I’m Scott Rubin, editor-in-
Scott Rudin? I know you! Your name’s on every movie my wife and I…
Rubin. Not Rudin.
Common mistake. This here’s Brykman, one of our editors.
Nice to meet you fellas, he said. The name’s F— M—. I’m with Shell Oil Company.
Really? I said, How’s that going, the whole gas thing?
It’s a living, he said, shrugging and lifting his hands in resignation. On the way up, a spotlight caught one of the cruel, massive rocks on his fingers and shot a spectral Pink Floyd laser beam into my eye. I flinched and squinted at the force of his accessories.
Nice event, huh? Rubin said.
I wouldn’t know, he said. I haven’t been watching. I have work to do. World economies to keep in balance, you know. By the bye, which after-party are you going to? The Paramount or the Embassy?
Um, I said.
The Paramount, Rubin said definitively.
Shame, he said, I hear Tutu’s at the Embassy.
Now, I wouldn’t even be mentioning the Paramount after-party, were it not for the fact that a) it really happened and b) we successfully snuck into it and c) what wound up happening at the party ties the whole story up in a nice neat package with a little bow and a ribbon and everything. So here goes.
We parked on a side street near Paramount Studios and got out of the car and just started walking across the front yard, up to the big gate, which for some reason was open.
Keep walking, Rubin said, Just keep walking. Don’t look around. Don’t stop for anything.
I did as I was told, and moments later we found ourselves at Al Gore’s Paramount after-party, which basically consumed the entirety of the Paramount lot. Imagine the largest bar-mitzvah you’ve ever been to and then multiply that by about a hundred. There was literally every variety of food and drink you could imagine (yes, even knishes!). The Beaver Brown Band was playing and everyone was optimistic for the future and it was just a heartwarming spectacle all round.
And then I saw them.
Holy shit, Rubin, I said, It’s them. It’s those girls. It’s the Girl Scouts.
But Rubin was gone. Off getting his schwag signed, presumably.
So this was it. There was to be a face-off. A showdown. Just me against the Scouts.
I rolled-up my sleeves, ponied up to the troop, and showed them the marks they’d engraved in my arm.
What do you think of my souvenir? I said.
It’s you! They said, The loser with the sign! What are you doing here?

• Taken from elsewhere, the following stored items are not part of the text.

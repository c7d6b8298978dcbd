//! Non-blocking reader/writer lock for cache slots shared between processes
//!
//! An [`EntryLock`] is plain fixed-layout data: three `u32` counters and
//! three boolean flags, with no pointers. It lives inside each slot of a
//! region mapped into every worker, and an all-zero slot is an idle lock.
//!
//! Every acquisition is a single attempt. It either succeeds or undoes its
//! own fence update and reports `false`; retrying is the caller's business.
//!
//! Two fence counters make racing attempts visible to each other:
//!
//! - `read_level` counts readers that hold or are acquiring the shared lock.
//!   A reader bumps it *before* looking for writers, so a writer deciding
//!   its fate always sees the reader coming.
//! - `write_level` counts writers that hold or are attempting the exclusive
//!   lock. Only the attempt that moves it from zero to one may finalize.
//!
//! All counter updates are sequentially consistent: the reader's
//! "bump read_level, then load write_level" and the writer's
//! "bump write_level, then load read_level" must not be reordered, or both
//! sides could miss each other.

use crate::misuse::{require, require_flag_set};
use serde::Serialize;
use std::fmt;
use std::sync::atomic::{AtomicBool, AtomicU32, Ordering};

const ORDER: Ordering = Ordering::SeqCst;

/// Reader/writer lock embedded in a shared cache slot
#[repr(C)]
#[derive(Debug, Default)]
pub struct EntryLock {
    /// Readers holding or acquiring the shared lock; keeps new writers out
    read_level: AtomicU32,
    /// Writers holding or attempting the exclusive lock; keeps new readers out
    write_level: AtomicU32,
    /// Readers actually holding the shared lock
    readers: AtomicU32,
    /// The exclusive lock is held
    writing: AtomicBool,
    /// The exclusive holder lets new readers attach
    appending: AtomicBool,
    /// Somebody holds the headers lock
    updating: AtomicBool,
}

// Slot arrays are laid out by every process independently.
const _: () = assert!(std::mem::size_of::<EntryLock>() == 16);
const _: () = assert!(std::mem::align_of::<EntryLock>() == 4);

impl EntryLock {
    /// An idle lock
    pub const fn new() -> Self {
        Self {
            read_level: AtomicU32::new(0),
            write_level: AtomicU32::new(0),
            readers: AtomicU32::new(0),
            writing: AtomicBool::new(false),
            appending: AtomicBool::new(false),
            updating: AtomicBool::new(false),
        }
    }

    /// Return the lock to the idle state in place
    ///
    /// Only for the owner recycling the slot: nobody else may be using the
    /// lock while it is reset.
    pub fn reset(&self) {
        self.read_level.store(0, ORDER);
        self.write_level.store(0, ORDER);
        self.readers.store(0, ORDER);
        self.writing.store(false, ORDER);
        self.appending.store(false, ORDER);
        self.updating.store(false, ORDER);
    }

    /// Try to acquire the shared lock
    #[must_use]
    pub fn lock_shared(&self) -> bool {
        self.read_level.fetch_add(1, ORDER); // locks "new" writers out
        if self.write_level.load(ORDER) == 0 || self.appending.load(ORDER) {
            self.readers.fetch_add(1, ORDER);
            return true;
        }
        self.read_level.fetch_sub(1, ORDER);
        false
    }

    /// Release a shared lock acquired earlier
    ///
    /// # Panics
    ///
    /// If no shared lock is held.
    #[track_caller]
    pub fn unlock_shared(&self) {
        require(
            self.readers.load(ORDER) > 0,
            "unlock_shared",
            "a shared lock must be held",
        );
        self.readers.fetch_sub(1, ORDER);
        self.read_level.fetch_sub(1, ORDER);
    }

    /// Try to acquire the exclusive lock
    #[must_use]
    pub fn lock_exclusive(&self) -> bool {
        if self.write_level.fetch_add(1, ORDER) == 0 {
            // first writer; "new" readers are locked out from here on
            return self.finalize_exclusive();
        }
        self.write_level.fetch_sub(1, ORDER);
        false
    }

    /// Release the exclusive lock, ending any appending
    ///
    /// # Panics
    ///
    /// If the exclusive lock is not held.
    #[track_caller]
    pub fn unlock_exclusive(&self) {
        require(
            self.writing.load(ORDER),
            "unlock_exclusive",
            "the exclusive lock must be held",
        );
        self.appending.store(false, ORDER);
        self.writing.store(false, ORDER);
        self.write_level.fetch_sub(1, ORDER);
    }

    /// Try to acquire the headers lock: a shared lock plus the single
    /// `updating` permit
    #[must_use]
    pub fn lock_headers(&self) -> bool {
        if self.lock_shared() {
            if !self.updating.swap(true, Ordering::Acquire) {
                return true;
            }
            // somebody else is updating
            self.unlock_shared();
        }
        false
    }

    /// Release the headers lock
    ///
    /// # Panics
    ///
    /// If the headers lock is not held.
    #[track_caller]
    pub fn unlock_headers(&self) {
        require_flag_set(&self.updating, "unlock_headers");
        self.updating.store(false, Ordering::Release);
        self.unlock_shared();
    }

    /// Trade a held shared lock for the exclusive lock
    ///
    /// On failure the caller holds no lock at all: the shared lock is gone,
    /// not restored.
    ///
    /// # Panics
    ///
    /// If no shared lock is held.
    #[track_caller]
    #[must_use]
    pub fn unlock_shared_and_switch_to_exclusive(&self) -> bool {
        require(
            self.readers.load(ORDER) > 0,
            "unlock_shared_and_switch_to_exclusive",
            "a shared lock must be held",
        );
        if self.write_level.fetch_add(1, ORDER) == 0 {
            self.unlock_shared();
            return self.finalize_exclusive();
        }

        // somebody else is writing or about to; just stop reading
        self.unlock_shared();
        self.write_level.fetch_sub(1, ORDER);
        false
    }

    /// Trade the exclusive lock for a shared lock without ever leaving the
    /// entry unlocked
    ///
    /// # Panics
    ///
    /// If the exclusive lock is not held.
    #[track_caller]
    pub fn switch_exclusive_to_shared(&self) {
        require(
            self.writing.load(ORDER),
            "switch_exclusive_to_shared",
            "the exclusive lock must be held",
        );
        // must happen before exclusive control is released
        self.read_level.fetch_add(1, ORDER);
        self.readers.fetch_add(1, ORDER);
        self.unlock_exclusive();
    }

    /// Let new readers share the entry while we keep writing it
    ///
    /// # Panics
    ///
    /// If the exclusive lock is not held.
    #[track_caller]
    pub fn start_appending(&self) {
        require(
            self.writing.load(ORDER),
            "start_appending",
            "the exclusive lock must be held",
        );
        self.appending.store(true, ORDER);
    }

    /// Stop admitting new readers
    ///
    /// Returns whether the writer is alone again. `false` means some reader
    /// holds or may be acquiring the shared lock, and the writer must not
    /// assume exclusive access to bytes it already exposed.
    ///
    /// # Panics
    ///
    /// If the caller is not an appending exclusive holder.
    #[track_caller]
    #[must_use]
    pub fn stop_appending_and_restore_exclusive(&self) -> bool {
        require(
            self.writing.load(ORDER),
            "stop_appending_and_restore_exclusive",
            "the exclusive lock must be held",
        );
        require(
            self.appending.load(ORDER),
            "stop_appending_and_restore_exclusive",
            "appending must be in progress",
        );

        self.appending.store(false, ORDER);

        // `readers` would miss a lock_shared() that saw `appending` before we
        // cleared it but has not counted itself yet. `read_level` may still
        // include a lock_shared() that is about to back off. A spurious
        // "false" is harmless; a spurious "true" is not.
        self.read_level.load(ORDER) == 0
    }

    /// Number of readers holding the shared lock
    pub fn readers(&self) -> u32 {
        self.readers.load(Ordering::Relaxed)
    }

    /// Whether the exclusive lock is held
    pub fn is_writing(&self) -> bool {
        self.writing.load(Ordering::Relaxed)
    }

    /// Whether the exclusive holder is admitting readers
    pub fn is_appending(&self) -> bool {
        self.appending.load(Ordering::Relaxed)
    }

    /// Best-effort view of the observable state
    ///
    /// Fields are loaded one at a time, so a lock in mid-transition may
    /// produce a combination that never existed.
    pub fn snapshot(&self) -> LockSnapshot {
        LockSnapshot {
            readers: self.readers(),
            writing: self.is_writing(),
            appending: self.is_appending(),
        }
    }

    /// Shared tail of lock_exclusive() and the upgrade path
    ///
    /// The caller must have been the one to move `write_level` off zero.
    /// Backs `write_level` out again on failure.
    fn finalize_exclusive(&self) -> bool {
        require(
            self.write_level.load(ORDER) > 0,
            "finalize_exclusive",
            "new readers must be locked out",
        );
        require(
            !self.appending.load(ORDER),
            "finalize_exclusive",
            "nobody may be appending without the exclusive lock",
        );
        if self.read_level.load(ORDER) == 0 {
            // no old readers and nobody is becoming one
            self.writing.store(true, ORDER);
            return true;
        }
        self.write_level.fetch_sub(1, ORDER);
        false
    }
}

// `updating` is left out: reading it honestly would mean taking it.
impl fmt::Display for EntryLock {
    fn fmt(&self, f: &mut fmt::Formatter<'_>) -> fmt::Result {
        self.snapshot().fmt(f)
    }
}

/// Observable state of one [`EntryLock`]
#[derive(Debug, Clone, Copy, Default, PartialEq, Eq, Serialize)]
pub struct LockSnapshot {
    pub readers: u32,
    pub writing: bool,
    pub appending: bool,
}

impl LockSnapshot {
    /// Nobody reads or writes the entry
    pub fn is_idle(&self) -> bool {
        self.readers == 0 && !self.writing
    }
}

impl fmt::Display for LockSnapshot {
    fn fmt(&self, f: &mut fmt::Formatter<'_>) -> fmt::Result {
        write!(
            f,
            "{}R{}{}",
            self.readers,
            if self.writing { "W" } else { "" },
            if self.appending { "A" } else { "" }
        )
    }
}
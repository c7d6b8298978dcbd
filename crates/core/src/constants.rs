/// Constants used throughout the shmcache codebase
// Environment variable names
pub const SHMCACHE_TABLE_PATH_VAR: &str = "SHMCACHE_TABLE_PATH";
pub const SHMCACHE_SLOTS_VAR: &str = "SHMCACHE_SLOTS";

// Default table location, relative to the system temp directory
pub const DEFAULT_TABLE_FILENAME: &str = "shmcache.locks";

// Slot population limits
pub const DEFAULT_SLOTS: u32 = 4096;
pub const MAX_SLOTS: u32 = 1 << 24;

// Lock table file format
pub const TABLE_MAGIC: [u8; 8] = *b"SHMCLOCK";
pub const TABLE_FORMAT_VERSION: u32 = 1;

Duh, I said, I was invited.
I was about to pull out my press pass when I heard the familiar tinkling of escaping carbonation. There was something green and sparkling in her hand. Could it be? Yes! A Heineken! They were all drinking them (the less stalwart had Bartles & Jaymes).
Question is, I said, What are you girls doing with those? I’m afraid I’m going to have to see some I.D.
Um, they said, flustered, We didn’t bring any…
I see, I said, And what would your troop leader say? Why, she’d have your sashes!
Whatever. It’s not like we stole them. The guy just gave them to us.
And what might the rest of the world think of Al Gore, corrupting minors, intoxicating our nation’s Girl Scouts with wine coolers and cheap German lager!
Go fuck yourself, they said, Gore’s not even at this party. He’s at the Embassy. Besides, how the hell would anyone ever find out?